*** ENTRIES SHOWN Section Begins ***
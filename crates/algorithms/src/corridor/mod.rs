//! Least-cost corridors
//!
//! Two cumulative cost fields anchored at different points are summed; the
//! corridor is the set of cells whose sum lies within a tolerance of the
//! minimum. Progressive refinement repeats this at finer scales and tighter
//! tolerances, each round confined to the previous round's corridor.

mod extract;
mod network;
mod schedule;
mod waypoints;

pub use extract::{corridor, Corridor, RoundReport};
pub use network::{corridor_network, CorridorLeg, CorridorNetwork, NetworkParams};
pub use schedule::{CorridorParams, RefinementSchedule, RoundConfig, Tolerance};
pub use waypoints::{analysis_region, furthest_pair, ground_distance, order_waypoints, AnalysisRegion, Waypoints};
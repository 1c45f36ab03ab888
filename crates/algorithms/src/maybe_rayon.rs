//! Row-parallel execution when the `parallel` feature is on, plain iteration otherwise.
//!
//! Call sites always write `.into_par_iter()`; without rayon the shim below
//! turns that into `.into_iter()` so the rest of the chain resolves to
//! `Iterator` methods.

#[cfg(feature = "parallel")]
pub use rayon::prelude::*;

#[cfg(not(feature = "parallel"))]
pub use sequential::IntoParallelIterator;

#[cfg(not(feature = "parallel"))]
mod sequential {
    pub trait IntoParallelIterator: IntoIterator + Sized {
        fn into_par_iter(self) -> Self::IntoIter {
            self.into_iter()
        }
    }

    impl<I: IntoIterator> IntoParallelIterator for I {}
}
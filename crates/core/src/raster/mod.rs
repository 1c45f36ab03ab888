//! Raster data structures and operations

mod algebra;
mod element;
mod geotransform;
mod grid;
mod neighborhood;

pub use algebra::{Mask, MASK_IN, MASK_OUT};
pub use element::RasterElement;
pub use geotransform::GeoTransform;
pub use grid::{Raster, RasterStatistics};
pub use neighborhood::{Connectivity, Neighbors};
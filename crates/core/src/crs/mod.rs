//! Coordinate reference system metadata
//!
//! Rasters taking part in one analysis must share a CRS. The only property the
//! algorithms inspect is whether coordinates are geographic (lon/lat degrees)
//! or projected (linear map units), which decides how step lengths and
//! distances are measured.

use serde::{Deserialize, Serialize};
use std::fmt;

/// EPSG codes of common geographic (lon/lat) systems.
const GEOGRAPHIC_EPSG: [u32; 4] = [4326, 4269, 4258, 4283];

/// Coordinate Reference System representation
#[derive(Debug, Clone, PartialEq, Serialize, Deserialize)]
pub struct CRS {
    /// EPSG code if known
    epsg: Option<u32>,
    /// WKT representation
    wkt: Option<String>,
}

impl CRS {
    /// Create a CRS from an EPSG code
    pub fn from_epsg(code: u32) -> Self {
        Self {
            epsg: Some(code),
            wkt: None,
        }
    }

    /// Create a CRS from a WKT string
    pub fn from_wkt(wkt: impl Into<String>) -> Self {
        Self {
            epsg: None,
            wkt: Some(wkt.into()),
        }
    }

    /// WGS84 geographic CRS (EPSG:4326)
    pub fn wgs84() -> Self {
        Self::from_epsg(4326)
    }

    pub fn epsg(&self) -> Option<u32> {
        self.epsg
    }

    pub fn wkt(&self) -> Option<&str> {
        self.wkt.as_deref()
    }

    /// Whether coordinates are longitude/latitude in degrees.
    pub fn is_geographic(&self) -> bool {
        if let Some(code) = self.epsg {
            return GEOGRAPHIC_EPSG.contains(&code);
        }
        match &self.wkt {
            Some(wkt) => {
                let head = wkt.trim_start();
                head.starts_with("GEOGCS") || head.starts_with("GEOGCRS")
            }
            None => false,
        }
    }

    /// Check if two CRS are equivalent.
    ///
    /// EPSG codes win when both sides have one; otherwise WKT strings are
    /// compared verbatim.
    pub fn is_equivalent(&self, other: &CRS) -> bool {
        if let (Some(a), Some(b)) = (self.epsg, other.epsg) {
            return a == b;
        }
        if let (Some(a), Some(b)) = (&self.wkt, &other.wkt) {
            return a == b;
        }
        false
    }

    /// Short identifier, e.g. `EPSG:4326`
    pub fn identifier(&self) -> String {
        if let Some(code) = self.epsg {
            return format!("EPSG:{}", code);
        }
        if let Some(wkt) = &self.wkt {
            return format!("WKT:{}", &wkt[..wkt.len().min(50)]);
        }
        "Unknown".to_string()
    }
}

impl fmt::Display for CRS {
    fn fmt(&self, f: &mut fmt::Formatter<'_>) -> fmt::Result {
        write!(f, "{}", self.identifier())
    }
}

impl Default for CRS {
    fn default() -> Self {
        Self::wgs84()
    }
}

#[cfg(test)]
mod tests {
    use super::*;

    #[test]
    fn test_crs_geographic() {
        assert!(CRS::wgs84().is_geographic());
        assert!(!CRS::from_epsg(32632).is_geographic());
        assert!(CRS::from_wkt("GEOGCS[\"WGS 84\"]").is_geographic());
        assert!(!CRS::from_wkt("PROJCS[\"UTM 32N\"]").is_geographic());
    }

    #[test]
    fn test_crs_equivalence() {
        assert!(CRS::from_epsg(4326).is_equivalent(&CRS::wgs84()));
        assert!(!CRS::from_epsg(4326).is_equivalent(&CRS::from_epsg(32632)));
        assert_eq!(CRS::from_epsg(32632).identifier(), "EPSG:32632");
    }
}
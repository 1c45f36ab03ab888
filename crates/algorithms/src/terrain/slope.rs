//! Slope calculation from DEMs
//!
//! Horn (1981) 3x3 gradient. Slope in degrees is what the cost functions
//! consume; the other units exist for export and inspection.

use crate::maybe_rayon::*;
use crate::terrain::horn::{cell_spacing, horn_sums, EdgeMode};
use travesia_core::raster::Raster;
use travesia_core::{Algorithm, Error, Result};

/// Units for slope output
#[derive(Debug, Clone, Copy, PartialEq, Eq, Default)]
pub enum SlopeUnits {
    /// Degrees (0-90)
    #[default]
    Degrees,
    /// Percent rise (0-infinity)
    Percent,
    /// Radians (0-π/2)
    Radians,
}

/// Parameters for slope calculation
#[derive(Debug, Clone)]
pub struct SlopeParams {
    pub units: SlopeUnits,
    /// Multiplier applied to the horizontal spacing before dividing
    pub z_factor: f64,
    pub edge: EdgeMode,
}

impl Default for SlopeParams {
    fn default() -> Self {
        Self {
            units: SlopeUnits::Degrees,
            z_factor: 1.0,
            edge: EdgeMode::Replicate,
        }
    }
}

/// Slope algorithm
#[derive(Debug, Clone, Default)]
pub struct Slope;

impl Algorithm for Slope {
    type Input = Raster<f64>;
    type Output = Raster<f64>;
    type Params = SlopeParams;
    type Error = Error;

    fn name(&self) -> &'static str {
        "Slope"
    }

    fn description(&self) -> &'static str {
        "Slope magnitude of a DEM using Horn's 3x3 method"
    }

    fn execute(&self, input: Self::Input, params: Self::Params) -> Result<Self::Output> {
        slope(&input, params)
    }
}

/// Calculate slope from a DEM.
///
/// `slope = atan(sqrt((dz/dx)² + (dz/dy)²))`, converted to `params.units`.
/// Absent elevation cells stay absent; border handling follows `params.edge`.
pub fn slope(dem: &Raster<f64>, params: SlopeParams) -> Result<Raster<f64>> {
    if params.z_factor <= 0.0 || !params.z_factor.is_finite() {
        return Err(Error::InvalidParameter {
            name: "z_factor",
            value: params.z_factor.to_string(),
            reason: "must be positive".into(),
        });
    }
    let (rows, cols) = dem.shape();

    let output_data: Vec<f64> = (0..rows)
        .into_par_iter()
        .flat_map(|row| {
            let (dx, dy) = cell_spacing(dem, row, params.z_factor);
            (0..cols)
                .map(|col| match horn_sums(dem, row, col, params.edge) {
                    Some((sx, sy)) => {
                        let dz_dx = sx / (8.0 * dx);
                        let dz_dy = sy / (8.0 * dy);
                        let rad = (dz_dx * dz_dx + dz_dy * dz_dy).sqrt().atan();
                        match params.units {
                            SlopeUnits::Degrees => rad.to_degrees(),
                            SlopeUnits::Percent => rad.tan() * 100.0,
                            SlopeUnits::Radians => rad,
                        }
                    }
                    None => f64::NAN,
                })
                .collect::<Vec<_>>()
        })
        .collect();

    dem.derive(output_data, Some(f64::NAN))
}

#[cfg(test)]
mod tests {
    use super::*;
    use travesia_core::GeoTransform;

    fn tilted_plane() -> Raster<f64> {
        // z = col: a constant 45° rise toward the east with 1 m cells
        let mut dem = Raster::new(10, 10);
        dem.set_transform(GeoTransform::new(0.0, 10.0, 1.0, -1.0));
        for row in 0..10 {
            for col in 0..10 {
                dem.set(row, col, col as f64).unwrap();
            }
        }
        dem
    }

    #[test]
    fn test_slope_flat() {
        let mut dem: Raster<f64> = Raster::filled(10, 10, 100.0);
        dem.set_transform(GeoTransform::new(0.0, 10.0, 1.0, -1.0));

        let result = slope(&dem, SlopeParams::default()).unwrap();
        for v in result.data().iter() {
            assert!(v.abs() < 1e-9, "flat DEM should have zero slope, got {}", v);
        }
    }

    #[test]
    fn test_slope_plane_degrees() {
        let result = slope(&tilted_plane(), SlopeParams::default()).unwrap();
        let val = result.get(5, 5).unwrap();
        assert!((val - 45.0).abs() < 1e-9, "expected 45°, got {}", val);
    }

    #[test]
    fn test_slope_edge_modes() {
        let dem = tilted_plane();
        let skipped = slope(&dem, SlopeParams { edge: EdgeMode::Skip, ..Default::default() }).unwrap();
        let replicated = slope(&dem, SlopeParams::default()).unwrap();

        assert!(skipped.get(0, 0).unwrap().is_nan());
        assert!(replicated.get(0, 0).unwrap().is_finite());
        assert!(!skipped.get(5, 5).unwrap().is_nan());
    }

    #[test]
    fn test_slope_units() {
        let dem = tilted_plane();
        let deg = slope(&dem, SlopeParams::default()).unwrap();
        let rad = slope(&dem, SlopeParams { units: SlopeUnits::Radians, ..Default::default() }).unwrap();
        let pct = slope(&dem, SlopeParams { units: SlopeUnits::Percent, ..Default::default() }).unwrap();

        let (d, r, p) = (deg.get(5, 5).unwrap(), rad.get(5, 5).unwrap(), pct.get(5, 5).unwrap());
        assert!((d - r.to_degrees()).abs() < 1e-9);
        assert!((p - r.tan() * 100.0).abs() < 1e-9);
    }

    #[test]
    fn test_slope_rejects_bad_z_factor() {
        let dem = tilted_plane();
        assert!(slope(&dem, SlopeParams { z_factor: 0.0, ..Default::default() }).is_err());
    }
}
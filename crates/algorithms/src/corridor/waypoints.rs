//! Anchor selection and ordering for multi-point corridors

use geo::{Distance, Haversine, Point};
use travesia_core::raster::MASK_IN;
use travesia_core::{Error, Mask, Raster, RasterElement, Result};

/// Distance between two points: haversine metres on lon/lat, Euclidean otherwise.
pub fn ground_distance(a: Point<f64>, b: Point<f64>, geographic: bool) -> f64 {
    if geographic {
        Haversine::distance(a, b)
    } else {
        (a.x() - b.x()).hypot(a.y() - b.y())
    }
}

fn require_two(points: &[Point<f64>]) -> Result<()> {
    if points.len() < 2 {
        return Err(Error::InsufficientInput {
            required: 2,
            provided: points.len(),
        });
    }
    Ok(())
}

/// Indices `(i, j)`, `i < j`, of the two points furthest apart.
///
/// The first pair reaching the maximum wins.
pub fn furthest_pair(points: &[Point<f64>], geographic: bool) -> Result<(usize, usize)> {
    require_two(points)?;
    let mut best = (0, 1);
    let mut best_distance = f64::NEG_INFINITY;
    for i in 0..points.len() {
        for j in i + 1..points.len() {
            let d = ground_distance(points[i], points[j], geographic);
            if d > best_distance {
                best = (i, j);
                best_distance = d;
            }
        }
    }
    Ok(best)
}

/// Start, end and intermediate anchors
#[derive(Debug, Clone, PartialEq)]
pub struct Waypoints {
    pub start: Point<f64>,
    pub end: Point<f64>,
    /// Sorted by distance from `start`, closest first
    pub intermediates: Vec<Point<f64>>,
}

impl Waypoints {
    /// All anchors in travel order: start, intermediates, end.
    pub fn ordered(&self) -> Vec<Point<f64>> {
        std::iter::once(self.start)
            .chain(self.intermediates.iter().copied())
            .chain(std::iter::once(self.end))
            .collect()
    }
}

/// Split `points` into the furthest pair (start, end) and the rest, ordered
/// by distance from the start.
pub fn order_waypoints(points: &[Point<f64>], geographic: bool) -> Result<Waypoints> {
    let (i, j) = furthest_pair(points, geographic)?;
    let start = points[i];
    let mut intermediates: Vec<(f64, Point<f64>)> = points
        .iter()
        .enumerate()
        .filter(|&(k, _)| k != i && k != j)
        .map(|(_, &p)| (ground_distance(start, p, geographic), p))
        .collect();
    intermediates.sort_by(|a, b| a.0.total_cmp(&b.0));

    Ok(Waypoints {
        start,
        end: points[j],
        intermediates: intermediates.into_iter().map(|(_, p)| p).collect(),
    })
}

/// Square search window around a start point
#[derive(Debug, Clone)]
pub struct AnalysisRegion {
    pub mask: Mask,
    /// Half side of the square, in ground units; also the propagation bound
    pub radius: f64,
}

/// Region of interest: the square of half side `distance(start, end) · cushion`
/// centred on `start`, limited to the grid of `template`.
pub fn analysis_region<T: RasterElement>(
    start: Point<f64>,
    end: Point<f64>,
    template: &Raster<T>,
    cushion: f64,
) -> Result<AnalysisRegion> {
    if cushion.is_nan() || cushion < 1.0 {
        return Err(Error::InvalidParameter {
            name: "cushion",
            value: cushion.to_string(),
            reason: "must be at least 1".into(),
        });
    }
    let geographic = template.is_geographic();
    let radius = ground_distance(start, end, geographic) * cushion;
    if radius.is_nan() || radius <= 0.0 {
        return Err(Error::InvalidParameter {
            name: "end",
            value: format!("{:?}", end.x_y()),
            reason: "start and end coincide".into(),
        });
    }

    let mut mask = template.with_same_meta::<u8>(template.rows(), template.cols());
    for ((r, c), m) in mask.data_mut().indexed_iter_mut() {
        let (x, y) = template.pixel_to_geo(c, r);
        let (dx, dy) = if geographic {
            (
                ground_distance(start, Point::new(x, start.y()), true),
                ground_distance(start, Point::new(start.x(), y), true),
            )
        } else {
            ((x - start.x()).abs(), (y - start.y()).abs())
        };
        if dx <= radius && dy <= radius {
            *m = MASK_IN;
        }
    }
    Ok(AnalysisRegion { mask, radius })
}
*** ENTRIES SHOWN Section Ends ***
— YOUR OBJECTIVE —
If a line falls between the first line of the entries and the line containing "mod network;", or is one of those two, restate it word for word; leave all other lines out.

— ANSWER SPACE —
filename crates/algorithms/src/corridor/mod.rs
//! Least-cost corridors
//!
//! Two cumulative cost fields anchored at different points are summed; the
//! corridor is the set of cells whose sum lies within a tolerance of the
//! minimum. Progressive refinement repeats this at finer scales and tighter
//! tolerances, each round confined to the previous round's corridor.

mod extract;
mod network;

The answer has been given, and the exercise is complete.